Task ▸
Your task is to print each record exactly as it reads.

The data ▸
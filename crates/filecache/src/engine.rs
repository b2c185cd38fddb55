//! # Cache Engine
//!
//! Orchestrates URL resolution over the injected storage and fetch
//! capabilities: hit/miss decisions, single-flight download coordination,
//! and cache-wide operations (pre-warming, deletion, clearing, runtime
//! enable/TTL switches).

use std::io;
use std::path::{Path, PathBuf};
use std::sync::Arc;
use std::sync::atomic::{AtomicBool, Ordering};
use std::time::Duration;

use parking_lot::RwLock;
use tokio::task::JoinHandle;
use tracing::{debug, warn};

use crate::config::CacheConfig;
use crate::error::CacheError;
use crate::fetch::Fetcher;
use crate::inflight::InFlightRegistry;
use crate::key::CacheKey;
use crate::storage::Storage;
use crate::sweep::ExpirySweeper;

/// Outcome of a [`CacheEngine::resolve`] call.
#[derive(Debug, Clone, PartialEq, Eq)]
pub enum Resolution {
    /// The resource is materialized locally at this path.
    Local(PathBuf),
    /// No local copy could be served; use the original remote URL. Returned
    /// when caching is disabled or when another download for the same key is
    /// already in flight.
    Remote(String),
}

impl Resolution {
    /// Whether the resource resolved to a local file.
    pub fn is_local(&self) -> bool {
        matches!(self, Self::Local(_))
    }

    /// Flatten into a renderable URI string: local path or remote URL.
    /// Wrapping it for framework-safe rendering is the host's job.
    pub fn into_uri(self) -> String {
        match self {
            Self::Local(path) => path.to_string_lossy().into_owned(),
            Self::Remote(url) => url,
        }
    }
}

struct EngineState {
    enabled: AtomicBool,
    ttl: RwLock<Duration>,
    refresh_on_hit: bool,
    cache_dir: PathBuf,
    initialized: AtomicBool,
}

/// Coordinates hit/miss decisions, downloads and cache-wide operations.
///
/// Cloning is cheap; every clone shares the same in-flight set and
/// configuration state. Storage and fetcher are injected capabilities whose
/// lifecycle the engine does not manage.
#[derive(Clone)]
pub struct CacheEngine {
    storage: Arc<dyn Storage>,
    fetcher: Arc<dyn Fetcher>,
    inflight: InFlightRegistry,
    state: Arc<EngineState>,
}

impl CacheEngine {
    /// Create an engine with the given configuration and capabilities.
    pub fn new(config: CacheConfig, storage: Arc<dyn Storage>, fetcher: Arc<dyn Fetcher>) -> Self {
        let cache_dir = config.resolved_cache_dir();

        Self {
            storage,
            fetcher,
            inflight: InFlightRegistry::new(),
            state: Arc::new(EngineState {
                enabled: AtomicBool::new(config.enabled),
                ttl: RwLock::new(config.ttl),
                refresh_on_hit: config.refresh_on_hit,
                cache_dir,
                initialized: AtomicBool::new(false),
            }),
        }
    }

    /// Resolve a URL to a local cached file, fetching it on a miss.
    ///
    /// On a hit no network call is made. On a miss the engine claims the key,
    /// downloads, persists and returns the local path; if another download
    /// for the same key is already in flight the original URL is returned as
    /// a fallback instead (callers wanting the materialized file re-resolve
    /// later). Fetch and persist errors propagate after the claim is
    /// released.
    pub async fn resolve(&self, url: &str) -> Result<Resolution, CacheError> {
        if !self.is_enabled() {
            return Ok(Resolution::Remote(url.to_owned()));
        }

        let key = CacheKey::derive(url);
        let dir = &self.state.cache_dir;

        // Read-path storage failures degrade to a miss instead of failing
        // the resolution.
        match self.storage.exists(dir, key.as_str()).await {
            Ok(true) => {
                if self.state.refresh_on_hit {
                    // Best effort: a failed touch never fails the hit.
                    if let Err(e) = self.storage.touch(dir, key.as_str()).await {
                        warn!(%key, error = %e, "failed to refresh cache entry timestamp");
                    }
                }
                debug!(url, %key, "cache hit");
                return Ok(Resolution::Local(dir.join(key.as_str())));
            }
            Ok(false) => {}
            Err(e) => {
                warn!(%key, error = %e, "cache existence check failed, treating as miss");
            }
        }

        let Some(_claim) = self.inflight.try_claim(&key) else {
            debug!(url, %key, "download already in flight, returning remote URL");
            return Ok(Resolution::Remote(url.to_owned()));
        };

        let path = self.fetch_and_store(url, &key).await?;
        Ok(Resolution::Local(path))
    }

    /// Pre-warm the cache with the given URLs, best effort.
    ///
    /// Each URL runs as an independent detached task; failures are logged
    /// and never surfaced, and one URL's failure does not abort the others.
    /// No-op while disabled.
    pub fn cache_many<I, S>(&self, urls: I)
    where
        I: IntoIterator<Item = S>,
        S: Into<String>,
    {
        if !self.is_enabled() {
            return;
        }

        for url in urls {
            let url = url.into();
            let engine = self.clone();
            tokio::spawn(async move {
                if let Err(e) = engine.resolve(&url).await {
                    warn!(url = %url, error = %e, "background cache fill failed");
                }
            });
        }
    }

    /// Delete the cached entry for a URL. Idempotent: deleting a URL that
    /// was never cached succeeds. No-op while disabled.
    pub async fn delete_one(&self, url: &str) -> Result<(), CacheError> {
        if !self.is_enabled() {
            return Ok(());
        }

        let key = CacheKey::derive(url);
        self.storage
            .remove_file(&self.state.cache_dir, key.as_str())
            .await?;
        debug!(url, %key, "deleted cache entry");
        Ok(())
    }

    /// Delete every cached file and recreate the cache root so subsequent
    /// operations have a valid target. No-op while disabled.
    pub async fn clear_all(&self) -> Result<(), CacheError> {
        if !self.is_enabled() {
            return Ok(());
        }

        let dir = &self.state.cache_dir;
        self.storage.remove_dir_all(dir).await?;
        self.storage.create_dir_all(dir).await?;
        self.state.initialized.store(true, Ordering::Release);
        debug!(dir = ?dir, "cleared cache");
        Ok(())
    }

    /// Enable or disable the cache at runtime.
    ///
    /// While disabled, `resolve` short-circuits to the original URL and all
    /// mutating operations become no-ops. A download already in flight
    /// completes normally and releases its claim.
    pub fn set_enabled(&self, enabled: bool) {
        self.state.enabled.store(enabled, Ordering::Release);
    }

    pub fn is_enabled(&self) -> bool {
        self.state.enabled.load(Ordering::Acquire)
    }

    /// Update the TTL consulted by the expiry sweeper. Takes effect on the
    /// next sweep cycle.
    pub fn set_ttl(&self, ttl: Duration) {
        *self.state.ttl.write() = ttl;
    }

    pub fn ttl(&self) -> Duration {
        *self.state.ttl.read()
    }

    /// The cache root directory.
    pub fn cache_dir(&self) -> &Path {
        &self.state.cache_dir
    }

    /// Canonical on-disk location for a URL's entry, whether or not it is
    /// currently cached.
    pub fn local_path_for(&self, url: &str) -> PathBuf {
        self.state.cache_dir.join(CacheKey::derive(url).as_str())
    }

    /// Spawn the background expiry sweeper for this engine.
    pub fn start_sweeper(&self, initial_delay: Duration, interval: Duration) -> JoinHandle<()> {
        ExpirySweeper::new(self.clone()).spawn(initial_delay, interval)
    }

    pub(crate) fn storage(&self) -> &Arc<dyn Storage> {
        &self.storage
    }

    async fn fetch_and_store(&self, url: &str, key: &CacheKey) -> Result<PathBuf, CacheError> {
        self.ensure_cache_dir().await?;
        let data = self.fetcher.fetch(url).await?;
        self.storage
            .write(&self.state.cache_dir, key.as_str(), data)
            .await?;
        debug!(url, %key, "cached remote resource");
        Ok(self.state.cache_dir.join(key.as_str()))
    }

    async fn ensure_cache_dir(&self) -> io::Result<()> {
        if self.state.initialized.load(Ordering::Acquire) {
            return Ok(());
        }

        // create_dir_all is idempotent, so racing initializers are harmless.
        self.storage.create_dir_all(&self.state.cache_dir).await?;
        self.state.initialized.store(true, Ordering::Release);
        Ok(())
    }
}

Output of the task ▸
filename crates/filecache/src/engine.rs
repository b2c185cd38fddb55
//! # Cache Engine
//!
//! Orchestrates URL resolution over the injected storage and fetch
//! capabilities: hit/miss decisions, single-flight download coordination,
//! and cache-wide operations (pre-warming, deletion, clearing, runtime
//! enable/TTL switches).

use std::io;
use std::path::{Path, PathBuf};
use std::sync::Arc;
use std::sync::atomic::{AtomicBool, Ordering};
use std::time::Duration;

use parking_lot::RwLock;
use tokio::task::JoinHandle;
use tracing::{debug, warn};

use crate::config::CacheConfig;
use crate::error::CacheError;
use crate::fetch::Fetcher;
use crate::inflight::InFlightRegistry;
use crate::key::CacheKey;
use crate::storage::Storage;
use crate::sweep::ExpirySweeper;

/// Outcome of a [`CacheEngine::resolve`] call.
#[derive(Debug, Clone, PartialEq, Eq)]
pub enum Resolution {
    /// The resource is materialized locally at this path.
    Local(PathBuf),
    /// No local copy could be served; use the original remote URL. Returned
    /// when caching is disabled or when another download for the same key is
    /// already in flight.
    Remote(String),
}

impl Resolution {
    /// Whether the resource resolved to a local file.
    pub fn is_local(&self) -> bool {
        matches!(self, Self::Local(_))
    }

    /// Flatten into a renderable URI string: local path or remote URL.
    /// Wrapping it for framework-safe rendering is the host's job.
    pub fn into_uri(self) -> String {
        match self {
            Self::Local(path) => path.to_string_lossy().into_owned(),
            Self::Remote(url) => url,
        }
    }
}

struct EngineState {
    enabled: AtomicBool,
    ttl: RwLock<Duration>,
    refresh_on_hit: bool,
    cache_dir: PathBuf,
    initialized: AtomicBool,
}

/// Coordinates hit/miss decisions, downloads and cache-wide operations.
///
/// Cloning is cheap; every clone shares the same in-flight set and
/// configuration state. Storage and fetcher are injected capabilities whose
/// lifecycle the engine does not manage.
#[derive(Clone)]
pub struct CacheEngine {
    storage: Arc<dyn Storage>,
    fetcher: Arc<dyn Fetcher>,
    inflight: InFlightRegistry,
    state: Arc<EngineState>,
}

impl CacheEngine {
    /// Create an engine with the given configuration and capabilities.
    pub fn new(config: CacheConfig, storage: Arc<dyn Storage>, fetcher: Arc<dyn Fetcher>) -> Self {
        let cache_dir = config.resolved_cache_dir();

        Self {
            storage,
            fetcher,
            inflight: InFlightRegistry::new(),
            state: Arc::new(EngineState {
                enabled: AtomicBool::new(config.enabled),
                ttl: RwLock::new(config.ttl),
                refresh_on_hit: config.refresh_on_hit,
                cache_dir,
                initialized: AtomicBool::new(false),
            }),
        }
    }

    /// Resolve a URL to a local cached file, fetching it on a miss.
    ///
    /// On a hit no network call is made. On a miss the engine claims the key,
    /// downloads, persists and returns the local path; if another download
    /// for the same key is already in flight the original URL is returned as
    /// a fallback instead (callers wanting the materialized file re-resolve
    /// later). Fetch and persist errors propagate after the claim is
    /// released.
    pub async fn resolve(&self, url: &str) -> Result<Resolution, CacheError> {
        if !self.is_enabled() {
            return Ok(Resolution::Remote(url.to_owned()));
        }

        let key = CacheKey::derive(url);
        let dir = &self.state.cache_dir;

        // Read-path storage failures degrade to a miss instead of failing
        // the resolution.
        match self.storage.exists(dir, key.as_str()).await {
            Ok(true) => {
                if self.state.refresh_on_hit {
                    // Best effort: a failed touch never fails the hit.
                    if let Err(e) = self.storage.touch(dir, key.as_str()).await {
                        warn!(%key, error = %e, "failed to refresh cache entry timestamp");
                    }
                }
                debug!(url, %key, "cache hit");
                return Ok(Resolution::Local(dir.join(key.as_str())));
            }
            Ok(false) => {}
            Err(e) => {
                warn!(%key, error = %e, "cache existence check failed, treating as miss");
            }
        }

        let Some(_claim) = self.inflight.try_claim(&key) else {
            debug!(url, %key, "download already in flight, returning remote URL");
            return Ok(Resolution::Remote(url.to_owned()));
        };

        let path = self.fetch_and_store(url, &key).await?;
        Ok(Resolution::Local(path))
    }

    /// Pre-warm the cache with the given URLs, best effort.
    ///
    /// Each URL runs as an independent detached task; failures are logged
    /// and never surfaced, and one URL's failure does not abort the others.
    /// No-op while disabled.
    pub fn cache_many<I, S>(&self, urls: I)
    where
        I: IntoIterator<Item = S>,
        S: Into<String>,
    {
        if !self.is_enabled() {
            return;
        }

        for url in urls {
            let url = url.into();
            let engine = self.clone();
            tokio::spawn(async move {
                if let Err(e) = engine.resolve(&url).await {
                    warn!(url = %url, error = %e, "background cache fill failed");
                }
            });
        }
    }

    /// Delete the cached entry for a URL. Idempotent: deleting a URL that
    /// was never cached succeeds. No-op while disabled.
    pub async fn delete_one(&self, url: &str) -> Result<(), CacheError> {
        if !self.is_enabled() {
            return Ok(());
        }

        let key = CacheKey::derive(url);
        self.storage
            .remove_file(&self.state.cache_dir, key.as_str())
            .await?;
        debug!(url, %key, "deleted cache entry");
        Ok(())
    }

    /// Delete every cached file and recreate the cache root so subsequent
    /// operations have a valid target. No-op while disabled.
    pub async fn clear_all(&self) -> Result<(), CacheError> {
        if !self.is_enabled() {
            return Ok(());
        }

        let dir = &self.state.cache_dir;
        self.storage.remove_dir_all(dir).await?;
        self.storage.create_dir_all(dir).await?;
        self.state.initialized.store(true, Ordering::Release);
        debug!(dir = ?dir, "cleared cache");
        Ok(())
    }

    /// Enable or disable the cache at runtime.
    ///
    /// While disabled, `resolve` short-circuits to the original URL and all
    /// mutating operations become no-ops. A download already in flight
    /// completes normally and releases its claim.
    pub fn set_enabled(&self, enabled: bool) {
        self.state.enabled.store(enabled, Ordering::Release);
    }

    pub fn is_enabled(&self) -> bool {
        self.state.enabled.load(Ordering::Acquire)
    }

    /// Update the TTL consulted by the expiry sweeper. Takes effect on the
    /// next sweep cycle.
    pub fn set_ttl(&self, ttl: Duration) {
        *self.state.ttl.write() = ttl;
    }

    pub fn ttl(&self) -> Duration {
        *self.state.ttl.read()
    }

    /// The cache root directory.
    pub fn cache_dir(&self) -> &Path {
        &self.state.cache_dir
    }

    /// Canonical on-disk location for a URL's entry, whether or not it is
    /// currently cached.
    pub fn local_path_for(&self, url: &str) -> PathBuf {
        self.state.cache_dir.join(CacheKey::derive(url).as_str())
    }

    /// Spawn the background expiry sweeper for this engine.
    pub fn start_sweeper(&self, initial_delay: Duration, interval: Duration) -> JoinHandle<()> {
        ExpirySweeper::new(self.clone()).spawn(initial_delay, interval)
    }

    pub(crate) fn storage(&self) -> &Arc<dyn Storage> {
        &self.storage
    }

    async fn fetch_and_store(&self, url: &str, key: &CacheKey) -> Result<PathBuf, CacheError> {
        self.ensure_cache_dir().await?;
        let data = self.fetcher.fetch(url).await?;
        self.storage
            .write(&self.state.cache_dir, key.as_str(), data)
            .await?;
        debug!(url, %key, "cached remote resource");
        Ok(self.state.cache_dir.join(key.as_str()))
    }

    async fn ensure_cache_dir(&self) -> io::Result<()> {
        if self.state.initialized.load(Ordering::Acquire) {
            return Ok(());
        }

        // create_dir_all is idempotent, so racing initializers are harmless.
        self.storage.create_dir_all(&self.state.cache_dir).await?;
        self.state.initialized.store(true, Ordering::Release);
        Ok(())
    }
}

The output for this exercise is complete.